Reporter: Sri Sayekti | Editor: Ignatia Maria Sri Sayekti
KONTAN.CO.ID - Praktisi Investasi Berdampak dan CEO Bumandhala Impact Fund, Fikri Syaryadi mengatakan, mengacu data Global Impact Investing Network (GIIN), pada tahun 2024 total aset yang dikelola lewat investasi berdampak (impact investment) di seluruh dunia saat ini sudah lebih dari 1,1 triliun dolar AS atau sekitar Rp 16.927,9 triliun.
Sementara Indonesia sendiri menjadi salah satu pasar yang paling aktif untuk investasi berdampak dengan catatan berhasil menarik investasi sebesar 1,5 miliar dolar AS atau sekitar Rp 23,08 triliun. Namun pada 2025, diperkirakan investasi berdampak di Indonesia akan meningkat 20 persen dibandingkan dengan tahun 2024.
“Di Indonesia sendiri diperkirakan ada 2025, investasi berdampak di Indonesia akan meningkat 20 persen dibandingkan dengan tahun 2024,” kata Praktisi Investasi Berdampak dan CEO Bumandhala Impact Fund, Fikri Syaryadi, dalam acara Dialog PERSpektif: “Mau Untung Sekaligus Selamatkan Bumi. Bisakah Impact Investing Jadi Solusi?”, di Jakarta, Rabu (5/2).

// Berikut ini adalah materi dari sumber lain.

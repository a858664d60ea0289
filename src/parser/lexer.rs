//! Lexer (tokenizer) for the C declaration subset
//!
//! Converts raw source text into a flat [`Token`] stream consumed by the
//! parser. Preprocessor directives are silently skipped rather than parsed,
//! matching the no-preprocessor policy of the front end.

use super::ast::SourceLocation;
use std::fmt;

/// All token variants produced by the lexer.
///
/// Every variant carries a [`SourceLocation`] so that parse errors can report
/// an accurate line and column without a separate token→location table.
#[derive(Debug, Clone, PartialEq)]
pub enum Token {
    // Literals
    IntLiteral(i64, SourceLocation),

    // Identifiers
    Ident(String, SourceLocation),

    // Basic type-specifier keywords
    Void(SourceLocation),
    Char(SourceLocation),
    Short(SourceLocation),
    Int(SourceLocation),
    Long(SourceLocation),
    Float(SourceLocation),
    Double(SourceLocation),
    Signed(SourceLocation),
    Unsigned(SourceLocation),

    // Aggregate keywords
    Struct(SourceLocation),
    Union(SourceLocation),
    Enum(SourceLocation),

    // Storage-class keywords
    Typedef(SourceLocation),
    Static(SourceLocation),
    Extern(SourceLocation),
    Auto(SourceLocation),
    Register(SourceLocation),

    // Type-qualifier keywords
    Const(SourceLocation),
    Volatile(SourceLocation),

    // Operators and punctuation
    Star(SourceLocation),      // *
    Minus(SourceLocation),     // - (negative enumerator constants)
    Eq(SourceLocation),        // =
    LParen(SourceLocation),    // (
    RParen(SourceLocation),    // )
    LBrace(SourceLocation),    // {
    RBrace(SourceLocation),    // }
    LBracket(SourceLocation),  // [
    RBracket(SourceLocation),  // ]
    Semicolon(SourceLocation), // ;
    Comma(SourceLocation),     // ,

    // End of file
    Eof(SourceLocation),
}

impl Token {
    /// Returns the source location where this token appears.
    pub fn location(&self) -> SourceLocation {
        match self {
            Token::IntLiteral(_, loc)
            | Token::Ident(_, loc)
            | Token::Void(loc)
            | Token::Char(loc)
            | Token::Short(loc)
            | Token::Int(loc)
            | Token::Long(loc)
            | Token::Float(loc)
            | Token::Double(loc)
            | Token::Signed(loc)
            | Token::Unsigned(loc)
            | Token::Struct(loc)
            | Token::Union(loc)
            | Token::Enum(loc)
            | Token::Typedef(loc)
            | Token::Static(loc)
            | Token::Extern(loc)
            | Token::Auto(loc)
            | Token::Register(loc)
            | Token::Const(loc)
            | Token::Volatile(loc)
            | Token::Star(loc)
            | Token::Minus(loc)
            | Token::Eq(loc)
            | Token::LParen(loc)
            | Token::RParen(loc)
            | Token::LBrace(loc)
            | Token::RBrace(loc)
            | Token::LBracket(loc)
            | Token::RBracket(loc)
            | Token::Semicolon(loc)
            | Token::Comma(loc)
            | Token::Eof(loc) => *loc,
        }
    }
}

impl fmt::Display for Token {
    fn fmt(&self, f: &mut fmt::Formatter<'_>) -> fmt::Result {
        match self {
            Token::IntLiteral(n, _) => write!(f, "int literal {}", n),
            Token::Ident(s, _) => write!(f, "identifier '{}'", s),
            Token::Void(_) => write!(f, "'void'"),
            Token::Char(_) => write!(f, "'char'"),
            Token::Short(_) => write!(f, "'short'"),
            Token::Int(_) => write!(f, "'int'"),
            Token::Long(_) => write!(f, "'long'"),
            Token::Float(_) => write!(f, "'float'"),
            Token::Double(_) => write!(f, "'double'"),
            Token::Signed(_) => write!(f, "'signed'"),
            Token::Unsigned(_) => write!(f, "'unsigned'"),
            Token::Struct(_) => write!(f, "'struct'"),
            Token::Union(_) => write!(f, "'union'"),
            Token::Enum(_) => write!(f, "'enum'"),
            Token::Typedef(_) => write!(f, "'typedef'"),
            Token::Static(_) => write!(f, "'static'"),
            Token::Extern(_) => write!(f, "'extern'"),
            Token::Auto(_) => write!(f, "'auto'"),
            Token::Register(_) => write!(f, "'register'"),
            Token::Const(_) => write!(f, "'const'"),
            Token::Volatile(_) => write!(f, "'volatile'"),
            Token::Star(_) => write!(f, "'*'"),
            Token::Minus(_) => write!(f, "'-'"),
            Token::Eq(_) => write!(f, "'='"),
            Token::LParen(_) => write!(f, "'('"),
            Token::RParen(_) => write!(f, "')'"),
            Token::LBrace(_) => write!(f, "'{{'"),
            Token::RBrace(_) => write!(f, "'}}'"),
            Token::LBracket(_) => write!(f, "'['"),
            Token::RBracket(_) => write!(f, "']'"),
            Token::Semicolon(_) => write!(f, "';'"),
            Token::Comma(_) => write!(f, "','"),
            Token::Eof(_) => write!(f, "end of file"),
        }
    }
}

/// Lexer error type
#[derive(Debug)]
pub struct LexError {
    pub message: String,
    pub location: SourceLocation,
}

impl fmt::Display for LexError {
    fn fmt(&self, f: &mut fmt::Formatter<'_>) -> fmt::Result {
        write!(
            f,
            "Lexer error at line {}, column {}: {}",
            self.location.line, self.location.column, self.message
        )
    }
}

impl std::error::Error for LexError {}

/// Lexer for the declaration subset of C
pub struct Lexer {
    input: Vec<char>,
    position: usize,
    line: usize,
    column: usize,
}

impl Lexer {
    /// Create a new lexer for the given source string.
    pub fn new(input: &str) -> Self {
        Self {
            input: input.chars().collect(),
            position: 0,
            line: 1,
            column: 1,
        }
    }

    /// Tokenize the entire input
    pub fn tokenize(&mut self) -> Result<Vec<Token>, LexError> {
        let mut tokens = Vec::new();

        loop {
            self.skip_whitespace_and_comments()?;

            if self.is_at_end() {
                tokens.push(Token::Eof(self.current_location()));
                break;
            }

            // Skip #include and other preprocessor directives
            if self.peek() == Some('#') {
                self.skip_preprocessor_directive();
                continue;
            }

            tokens.push(self.next_token()?);
        }

        Ok(tokens)
    }

    /// Get next token
    fn next_token(&mut self) -> Result<Token, LexError> {
        let loc = self.current_location();
        let ch = self.advance().ok_or_else(|| LexError {
            message: "Unexpected end of file".to_string(),
            location: loc,
        })?;

        match ch {
            // Numeric literals
            '0'..='9' => self.number_literal(ch),

            // Identifiers and keywords
            'a'..='z' | 'A'..='Z' | '_' => self.identifier_or_keyword(ch),

            // Operators and punctuation
            '*' => Ok(Token::Star(loc)),
            '-' => Ok(Token::Minus(loc)),
            '=' => Ok(Token::Eq(loc)),
            '(' => Ok(Token::LParen(loc)),
            ')' => Ok(Token::RParen(loc)),
            '{' => Ok(Token::LBrace(loc)),
            '}' => Ok(Token::RBrace(loc)),
            '[' => Ok(Token::LBracket(loc)),
            ']' => Ok(Token::RBracket(loc)),
            ';' => Ok(Token::Semicolon(loc)),
            ',' => Ok(Token::Comma(loc)),

            _ => Err(LexError {
                message: format!("Unexpected character: '{}'", ch),
                location: loc,
            }),
        }
    }

    /// Parse numeric literal (decimal integers only)
    fn number_literal(&mut self, first_digit: char) -> Result<Token, LexError> {
        let loc = SourceLocation::new(self.line, self.column - 1);
        let mut num_str = String::new();
        num_str.push(first_digit);

        while let Some(ch) = self.peek() {
            if ch.is_ascii_digit() {
                num_str.push(ch);
                self.advance();
            } else {
                break;
            }
        }

        let value = num_str.parse::<i64>().map_err(|_| LexError {
            message: format!("Invalid integer literal: {}", num_str),
            location: loc,
        })?;

        Ok(Token::IntLiteral(value, loc))
    }

    /// Parse identifier or keyword
    fn identifier_or_keyword(&mut self, first_char: char) -> Result<Token, LexError> {
        let loc = SourceLocation::new(self.line, self.column - 1);
        let mut ident = String::new();
        ident.push(first_char);

        while let Some(ch) = self.peek() {
            if ch.is_ascii_alphanumeric() || ch == '_' {
                ident.push(ch);
                self.advance();
            } else {
                break;
            }
        }

        // Check if it's a keyword
        let token = match ident.as_str() {
            "void" => Token::Void(loc),
            "char" => Token::Char(loc),
            "short" => Token::Short(loc),
            "int" => Token::Int(loc),
            "long" => Token::Long(loc),
            "float" => Token::Float(loc),
            "double" => Token::Double(loc),
            "signed" => Token::Signed(loc),
            "unsigned" => Token::Unsigned(loc),
            "struct" => Token::Struct(loc),
            "union" => Token::Union(loc),
            "enum" => Token::Enum(loc),
            "typedef" => Token::Typedef(loc),
            "static" => Token::Static(loc),
            "extern" => Token::Extern(loc),
            "auto" => Token::Auto(loc),
            "register" => Token::Register(loc),
            "const" => Token::Const(loc),
            "volatile" => Token::Volatile(loc),
            _ => Token::Ident(ident, loc),
        };

        Ok(token)
    }

    /// Skip whitespace and comments
    fn skip_whitespace_and_comments(&mut self) -> Result<(), LexError> {
        loop {
            match self.peek() {
                Some(' ') | Some('\t') | Some('\r') | Some('\n') => {
                    self.advance();
                }
                Some('/') => {
                    if self.peek_ahead(1) == Some('/') {
                        self.skip_line_comment();
                    } else if self.peek_ahead(1) == Some('*') {
                        self.skip_block_comment()?;
                    } else {
                        break;
                    }
                }
                _ => break,
            }
        }
        Ok(())
    }

    /// Skip single-line comment (// ...)
    fn skip_line_comment(&mut self) {
        while let Some(ch) = self.peek() {
            self.advance();
            if ch == '\n' {
                break;
            }
        }
    }

    /// Skip multi-line comment (/* ... */)
    fn skip_block_comment(&mut self) -> Result<(), LexError> {
        let start_loc = self.current_location();
        self.advance(); // skip '/'
        self.advance(); // skip '*'

        while !self.is_at_end() {
            if self.peek() == Some('*') && self.peek_ahead(1) == Some('/') {
                self.advance(); // skip '*'
                self.advance(); // skip '/'
                return Ok(());
            }
            self.advance();
        }

        Err(LexError {
            message: "Unterminated block comment".to_string(),
            location: start_loc,
        })
    }

    /// Skip preprocessor directive (#include, etc.)
    fn skip_preprocessor_directive(&mut self) {
        while let Some(ch) = self.peek() {
            self.advance();
            if ch == '\n' {
                break;
            }
        }
    }

    /// Peek at current character without consuming
    fn peek(&self) -> Option<char> {
        if self.position < self.input.len() {
            Some(self.input[self.position])
        } else {
            None
        }
    }

    /// Peek ahead n characters
    fn peek_ahead(&self, n: usize) -> Option<char> {
        let pos = self.position + n;
        if pos < self.input.len() {
            Some(self.input[pos])
        } else {
            None
        }
    }

    /// Advance to next character
    fn advance(&mut self) -> Option<char> {
        if self.position >= self.input.len() {
            return None;
        }

        let ch = self.input[self.position];
        self.position += 1;

        if ch == '\n' {
            self.line += 1;
            self.column = 1;
        } else {
            self.column += 1;
        }

        Some(ch)
    }

    /// Check if at end of input
    fn is_at_end(&self) -> bool {
        self.position >= self.input.len()
    }

    /// Get current source location
    fn current_location(&self) -> SourceLocation {
        SourceLocation::new(self.line, self.column)
    }
}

Dikatakan, nilai investasi yang fantastis ini masih belum cukup untuk mengatasi kebutuhan sosial dan lingkungan yang meningkat di Indonesia.Dipaparkan, investasi berdampak ini umumnya di sektor pertanian, perkebunan dan kehutanan. Menurutnya, investasi berdampak (impact investment) muncul sebagai salah satu solusi untuk mengatasi permasalahan lingkungan di Indonesia.
Baca Juga: Ekonomi Global Pulih, Dana Kelolaan Reksadana Diharapkan Meningkat
Fikri mengakui maraknya investasi berdampak, membuka peluang tumbuhnya juga kewirausahaan sosial di Indonesia.“Kewirausahaan sosial menggabungkan fundamental pendirian bisnis mulai dari inovasi ide, tata kelola keuangan, hingga produk akhir yang bertujuan mengatasi isu sosial-lingkungan di masyarakat yang terjadi secara struktural maupun kultural,” jelas Fikri.

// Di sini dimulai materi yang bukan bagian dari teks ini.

// Integration tests for struct/union and enum resolution

use std::rc::Rc;

use cfront::parser::parse::Parser;
use cfront::semantics::declarations::{resolve_program, ResolvedDecl};
use cfront::semantics::env::{Env, EntryKind};
use cfront::semantics::errors::SemanticError;
use cfront::semantics::types::{CTypeKind, StructOrUnionType};

fn resolve(source: &str) -> (Env, Vec<ResolvedDecl>) {
    resolve_from(source, Env::new()).expect("Resolution failed")
}

fn resolve_from(source: &str, env: Env) -> Result<(Env, Vec<ResolvedDecl>), SemanticError> {
    let mut parser = Parser::new(source).expect("Parser creation failed");
    let program = parser.parse_program().expect("Parsing failed");
    resolve_program(&program, env)
}

fn struct_cell(env: &Env, key: &str) -> Rc<StructOrUnionType> {
    match &env.find(key).expect("tag not registered").ty.kind {
        CTypeKind::StructOrUnion(cell) => Rc::clone(cell),
        other => panic!("'{}' is not a struct/union type: {:?}", key, other),
    }
}

#[test]
fn test_self_referential_struct() {
    let (env, _) = resolve("struct Node { struct Node *next; long val; };");

    let cell = struct_cell(&env, "struct Node");
    assert!(cell.is_complete());

    let members = cell.members();
    let members = members.as_ref().unwrap();
    assert_eq!(members.len(), 2);

    // next is a pointer back at the very same type identity
    assert_eq!(members[0].name, "next");
    match &members[0].ty.kind {
        CTypeKind::Pointer(inner) => match &inner.kind {
            CTypeKind::StructOrUnion(pointee) => assert!(Rc::ptr_eq(pointee, &cell)),
            other => panic!("Expected pointer to struct Node, got {:?}", other),
        },
        other => panic!("Expected pointer member, got {:?}", other),
    }

    assert_eq!(members[1].name, "val");
    assert_eq!(members[1].ty.kind, CTypeKind::Long);
}

#[test]
fn test_struct_redefinition_rejected() {
    let (env, _) = resolve("struct Node { struct Node *next; long val; };");

    let err = resolve_from("struct Node { long x; };", env).unwrap_err();
    assert!(matches!(err, SemanticError::Redefinition { name } if name == "struct Node"));
}

#[test]
fn test_completion_is_visible_from_earlier_snapshot() {
    // Forward-declare, snapshot the environment, then define
    let (env_before, resolved) = resolve("struct S *p;");

    let snapshot = env_before.clone();
    let cell = struct_cell(&snapshot, "struct S");
    assert!(!cell.is_complete());

    let (_env_after, _) = resolve_from("struct S { long x; };", env_before).unwrap();

    // The snapshot taken before the definition observes the completion
    let cell = struct_cell(&snapshot, "struct S");
    assert!(cell.is_complete());
    let members = cell.members();
    let members = members.as_ref().unwrap();
    assert_eq!(members.len(), 1);
    assert_eq!(members[0].name, "x");
    assert_eq!(members[0].ty.kind, CTypeKind::Long);

    // ...and so does the pointer declared before the definition
    match &resolved[0].ty.kind {
        CTypeKind::Pointer(inner) => match &inner.kind {
            CTypeKind::StructOrUnion(pointee) => assert!(pointee.is_complete()),
            other => panic!("Expected pointer to struct S, got {:?}", other),
        },
        other => panic!("Expected pointer, got {:?}", other),
    }
}

#[test]
fn test_pointer_to_opaque_struct() {
    let (env, resolved) = resolve("struct Opaque *handle;");

    match &resolved[0].ty.kind {
        CTypeKind::Pointer(inner) => match &inner.kind {
            CTypeKind::StructOrUnion(cell) => assert!(!cell.is_complete()),
            other => panic!("Expected struct pointee, got {:?}", other),
        },
        other => panic!("Expected pointer, got {:?}", other),
    }
    assert!(env.find("struct Opaque").is_some());
}

#[test]
fn test_union_definition() {
    let (env, resolved) = resolve("union Value { long l; double d; } v;");

    let cell = struct_cell(&env, "union Value");
    assert!(cell.is_complete());
    assert_eq!(cell.members().as_ref().unwrap().len(), 2);

    assert_eq!(resolved[0].name, "v");
    match &resolved[0].ty.kind {
        CTypeKind::StructOrUnion(c) => assert!(Rc::ptr_eq(c, &cell)),
        other => panic!("Expected union type, got {:?}", other),
    }
}

#[test]
fn test_anonymous_struct() {
    let (env, resolved) = resolve("struct { long x; long y; } point;");

    match &resolved[0].ty.kind {
        CTypeKind::StructOrUnion(cell) => {
            assert!(cell.is_complete());
            assert_eq!(cell.members().as_ref().unwrap().len(), 2);
        }
        other => panic!("Expected struct type, got {:?}", other),
    }
    // Anonymity means no lookup key
    assert!(env.find("struct <anonymous>").is_none());
}

#[test]
fn test_typedef_of_struct() {
    let (env, resolved) = resolve(
        r#"
        typedef struct Node { struct Node *next; } Node;
        Node *head;
        "#,
    );

    let cell = struct_cell(&env, "struct Node");
    let head = resolved.last().unwrap();
    match &head.ty.kind {
        CTypeKind::Pointer(inner) => match &inner.kind {
            CTypeKind::StructOrUnion(pointee) => assert!(Rc::ptr_eq(pointee, &cell)),
            other => panic!("Expected struct pointee, got {:?}", other),
        },
        other => panic!("Expected pointer, got {:?}", other),
    }
}

#[test]
fn test_enum_values() {
    let (env, _) = resolve("enum Color { RED, GREEN = 5, BLUE };");

    let red = env.find("RED").expect("RED not registered");
    assert_eq!(red.kind, EntryKind::EnumConstant);
    assert_eq!(red.value, Some(0));
    assert_eq!(env.find("GREEN").unwrap().value, Some(5));
    assert_eq!(env.find("BLUE").unwrap().value, Some(6));

    assert_eq!(env.find("enum Color").unwrap().kind, EntryKind::Typedef);
}

#[test]
fn test_enum_negative_values() {
    let (env, _) = resolve("enum Offset { BACK = -3, HERE };");

    assert_eq!(env.find("BACK").unwrap().value, Some(-3));
    assert_eq!(env.find("HERE").unwrap().value, Some(-2));
}

#[test]
fn test_enum_mention_after_definition() {
    let (_, resolved) = resolve("enum Color { RED, GREEN }; enum Color c;");

    let c = resolved.last().unwrap();
    assert_eq!(c.name, "c");
    // Enum types are the wide integer
    assert_eq!(c.ty.kind, CTypeKind::Long);
}

#[test]
fn test_enum_mention_without_definition() {
    let err = resolve_from("enum Missing m;", Env::new()).unwrap_err();
    assert!(matches!(err, SemanticError::UndefinedType { name } if name == "enum Missing"));
}

#[test]
fn test_member_resolution_threads_environment() {
    // Definitions inside a member list escape to the enclosing scope
    let (env, _) = resolve(
        r#"
        struct Widget {
            enum State { IDLE, BUSY } state;
            struct Point { long x; long y; } origin;
            long id;
        };
        "#,
    );

    assert_eq!(env.find("IDLE").unwrap().value, Some(0));
    assert_eq!(env.find("BUSY").unwrap().value, Some(1));
    assert!(struct_cell(&env, "struct Point").is_complete());
    assert!(struct_cell(&env, "struct Widget").is_complete());

    let widget = struct_cell(&env, "struct Widget");
    let members = widget.members();
    let members = members.as_ref().unwrap();
    assert_eq!(members.len(), 3);
    assert_eq!(members[0].ty.kind, CTypeKind::Long); // enum member
}

#[test]
fn test_mutually_referential_structs() {
    let (env, _) = resolve(
        r#"
        struct B;
        struct A { struct B *peer; };
        struct B { struct A *peer; };
        "#,
    );

    let a = struct_cell(&env, "struct A");
    let b = struct_cell(&env, "struct B");
    assert!(a.is_complete());
    assert!(b.is_complete());

    let a_members = a.members();
    match &a_members.as_ref().unwrap()[0].ty.kind {
        CTypeKind::Pointer(inner) => match &inner.kind {
            CTypeKind::StructOrUnion(pointee) => assert!(Rc::ptr_eq(pointee, &b)),
            other => panic!("Expected struct B pointee, got {:?}", other),
        },
        other => panic!("Expected pointer, got {:?}", other),
    }
}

Salah satu tantangan utama pengembangkan kewirausahaan sosial adalah keterbatasan pendanaan. Banyak investor beranggapan model bisnis ini sulit menghasilkan profit dan dampak sosialnya sulit diukur.
Di sinilah investasi berdampak berperan dalam mendukung pertumbuhan kewirausahaan sosial. Investasi ini dapat diterapkan di berbagai sektor seperti agrikultur, kehutanan, pengelolaan limbah, dan perikanan. Mengingat Indonesia merupakan salah satu negara maritim terbesar di dunia, peluang untuk menerapkan skema investasi berdampak dalam sektor-sektor tersebut sangat besar.

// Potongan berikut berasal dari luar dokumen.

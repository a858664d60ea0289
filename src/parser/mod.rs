//! C declaration parser
//!
//! This module transforms C declaration source text into a parse tree:
//! - [`lexer`]: Tokenization (source text → tokens)
//! - [`parse`]: Parsing (tokens → declarations)
//! - [`ast`]: Parse-tree node definitions
//!
//! # Supported C Subset
//!
//! The parser supports external declarations only:
//! - Specifiers: all basic type keywords, `struct`/`union`/`enum` specifiers,
//!   typedef-names, `const`/`volatile`, and the storage classes
//!   `typedef static extern auto register`
//! - Declarators: pointer indirection plus a name (`long **pp;`)
//! - No statements, expressions, initializers, or function bodies
//! - No preprocessor (directives are skipped)
//!
//! # Parser Implementation
//!
//! Hand-written recursive descent parser. Typedef-name recognition is
//! handled with a name set maintained while parsing, since C's grammar makes
//! `identifier` ambiguous between a typedef-name and a declarator name.

pub mod ast;
pub mod declarations;
pub mod lexer;
pub mod parse;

“Kewirausahaan sosial muncul sebagai bentuk inovasi jangka panjang sebagai solusi masalah lingkungan dan sosial, yang berasal dari sektor swasta maupun masyarakat, dengan tujuan untuk kebaikan bersama. Namun, perubahan skala besar dan jangka panjang ini tidak mudah dan tidak murah untuk direalisasikan,” lanjut Fikri.
Dipaparkan, berbeda dengan investasi konvensional yang berorientasi pada keuntungan finansial semata, investasi berdampak menitikberatkan pada aspek lingkungan dan sosial. Seorang investor berdampak akan mendanai bisnis yang tidak hanya memperhatikan dampak lingkungannya, tetapi juga secara aktif menitikberatkan kontribusi usahanya dalam menciptakan perubahan positif.
“Investasi berdampak dapat menjembatani kepentingan bisnis berorientasi profit dengan tujuan keberlanjutan lingkungan. Dengan meningkatnya tantangan lingkungan di Indonesia, seperti deforestasi, eksploitasi sumber daya laut, dan pengelolaan limbah, investasi yang mendukung solusi berkelanjutan menjadi semakin mendesak. Tanpa adanya dukungan finansial yang memadai, dampak negatif terhadap lingkungan akan semakin sulit dikendalikan,” ujarnya.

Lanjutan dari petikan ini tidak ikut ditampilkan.